▶ _Exercise aim_: For the listing below, print exactly the lines from the line with "Ok(catalog)" to the line with "catalog knows it.", both included, and nothing beyond them.

▶ _Source data_:
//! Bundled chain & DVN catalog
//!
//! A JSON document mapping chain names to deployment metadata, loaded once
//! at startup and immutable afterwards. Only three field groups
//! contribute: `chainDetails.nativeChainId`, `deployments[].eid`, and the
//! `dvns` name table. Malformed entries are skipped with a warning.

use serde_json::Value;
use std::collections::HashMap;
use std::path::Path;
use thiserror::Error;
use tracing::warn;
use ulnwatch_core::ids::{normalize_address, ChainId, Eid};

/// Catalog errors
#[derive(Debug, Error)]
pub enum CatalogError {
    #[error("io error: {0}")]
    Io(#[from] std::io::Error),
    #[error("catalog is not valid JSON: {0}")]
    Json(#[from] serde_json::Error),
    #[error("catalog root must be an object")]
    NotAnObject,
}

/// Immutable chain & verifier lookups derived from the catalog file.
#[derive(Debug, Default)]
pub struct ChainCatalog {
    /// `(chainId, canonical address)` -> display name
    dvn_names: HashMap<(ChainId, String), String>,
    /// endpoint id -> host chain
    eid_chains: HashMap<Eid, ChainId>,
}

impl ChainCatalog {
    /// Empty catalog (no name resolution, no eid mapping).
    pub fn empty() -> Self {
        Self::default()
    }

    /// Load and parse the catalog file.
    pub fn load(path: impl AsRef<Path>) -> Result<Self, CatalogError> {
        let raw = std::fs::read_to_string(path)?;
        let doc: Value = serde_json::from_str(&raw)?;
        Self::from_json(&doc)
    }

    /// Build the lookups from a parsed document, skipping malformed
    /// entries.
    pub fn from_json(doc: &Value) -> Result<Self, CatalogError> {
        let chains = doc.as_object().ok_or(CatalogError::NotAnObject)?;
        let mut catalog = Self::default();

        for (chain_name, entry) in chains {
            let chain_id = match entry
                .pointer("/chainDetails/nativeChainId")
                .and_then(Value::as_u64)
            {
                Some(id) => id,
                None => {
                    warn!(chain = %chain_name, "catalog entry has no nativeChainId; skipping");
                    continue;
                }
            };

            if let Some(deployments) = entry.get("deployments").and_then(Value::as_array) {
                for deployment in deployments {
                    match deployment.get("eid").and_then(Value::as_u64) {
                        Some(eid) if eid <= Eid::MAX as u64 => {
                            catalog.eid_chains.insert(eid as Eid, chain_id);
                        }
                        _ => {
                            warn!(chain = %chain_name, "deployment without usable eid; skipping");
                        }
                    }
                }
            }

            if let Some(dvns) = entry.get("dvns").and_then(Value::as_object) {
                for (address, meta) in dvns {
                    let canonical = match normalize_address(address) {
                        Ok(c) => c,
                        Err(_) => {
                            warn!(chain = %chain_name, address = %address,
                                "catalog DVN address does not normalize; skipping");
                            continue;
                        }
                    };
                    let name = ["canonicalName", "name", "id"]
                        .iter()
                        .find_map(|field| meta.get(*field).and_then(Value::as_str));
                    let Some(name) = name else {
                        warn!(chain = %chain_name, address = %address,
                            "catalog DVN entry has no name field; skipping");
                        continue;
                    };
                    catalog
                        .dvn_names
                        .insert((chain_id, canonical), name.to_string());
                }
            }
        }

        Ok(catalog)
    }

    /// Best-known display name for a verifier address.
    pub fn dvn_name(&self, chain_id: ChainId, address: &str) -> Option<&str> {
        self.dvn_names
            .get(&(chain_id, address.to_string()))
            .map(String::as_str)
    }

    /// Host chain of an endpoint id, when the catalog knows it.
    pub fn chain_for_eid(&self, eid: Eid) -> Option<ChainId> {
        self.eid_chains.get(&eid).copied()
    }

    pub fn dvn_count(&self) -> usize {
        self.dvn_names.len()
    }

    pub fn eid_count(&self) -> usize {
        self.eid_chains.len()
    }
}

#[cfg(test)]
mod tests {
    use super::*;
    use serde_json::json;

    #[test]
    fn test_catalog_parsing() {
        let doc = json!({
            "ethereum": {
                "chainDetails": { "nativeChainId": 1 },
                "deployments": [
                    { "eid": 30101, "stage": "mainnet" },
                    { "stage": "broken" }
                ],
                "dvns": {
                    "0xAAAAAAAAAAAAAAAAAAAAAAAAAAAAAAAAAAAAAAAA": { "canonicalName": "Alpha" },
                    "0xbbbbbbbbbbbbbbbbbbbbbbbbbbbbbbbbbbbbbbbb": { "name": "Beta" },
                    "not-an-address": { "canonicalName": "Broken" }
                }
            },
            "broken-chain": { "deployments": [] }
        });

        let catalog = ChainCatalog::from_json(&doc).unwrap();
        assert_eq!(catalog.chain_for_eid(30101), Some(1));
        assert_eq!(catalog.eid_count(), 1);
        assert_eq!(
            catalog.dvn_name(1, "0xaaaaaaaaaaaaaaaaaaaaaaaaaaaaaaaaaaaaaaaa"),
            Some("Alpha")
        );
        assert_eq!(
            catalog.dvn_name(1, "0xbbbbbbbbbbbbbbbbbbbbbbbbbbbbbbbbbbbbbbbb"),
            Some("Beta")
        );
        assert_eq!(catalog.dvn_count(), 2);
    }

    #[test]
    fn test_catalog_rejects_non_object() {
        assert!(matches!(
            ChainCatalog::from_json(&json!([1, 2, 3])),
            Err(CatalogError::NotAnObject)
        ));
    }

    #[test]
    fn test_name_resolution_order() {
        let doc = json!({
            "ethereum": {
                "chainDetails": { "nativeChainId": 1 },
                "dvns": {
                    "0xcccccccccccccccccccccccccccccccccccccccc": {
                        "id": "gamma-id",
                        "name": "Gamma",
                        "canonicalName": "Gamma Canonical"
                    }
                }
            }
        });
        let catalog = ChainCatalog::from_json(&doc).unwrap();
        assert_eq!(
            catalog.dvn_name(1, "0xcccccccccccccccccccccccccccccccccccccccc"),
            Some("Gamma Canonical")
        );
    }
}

▶ _Your response_:
        Ok(catalog)
    }

    /// Best-known display name for a verifier address.
    pub fn dvn_name(&self, chain_id: ChainId, address: &str) -> Option<&str> {
        self.dvn_names
            .get(&(chain_id, address.to_string()))
            .map(String::as_str)
    }

    /// Host chain of an endpoint id, when the catalog knows it.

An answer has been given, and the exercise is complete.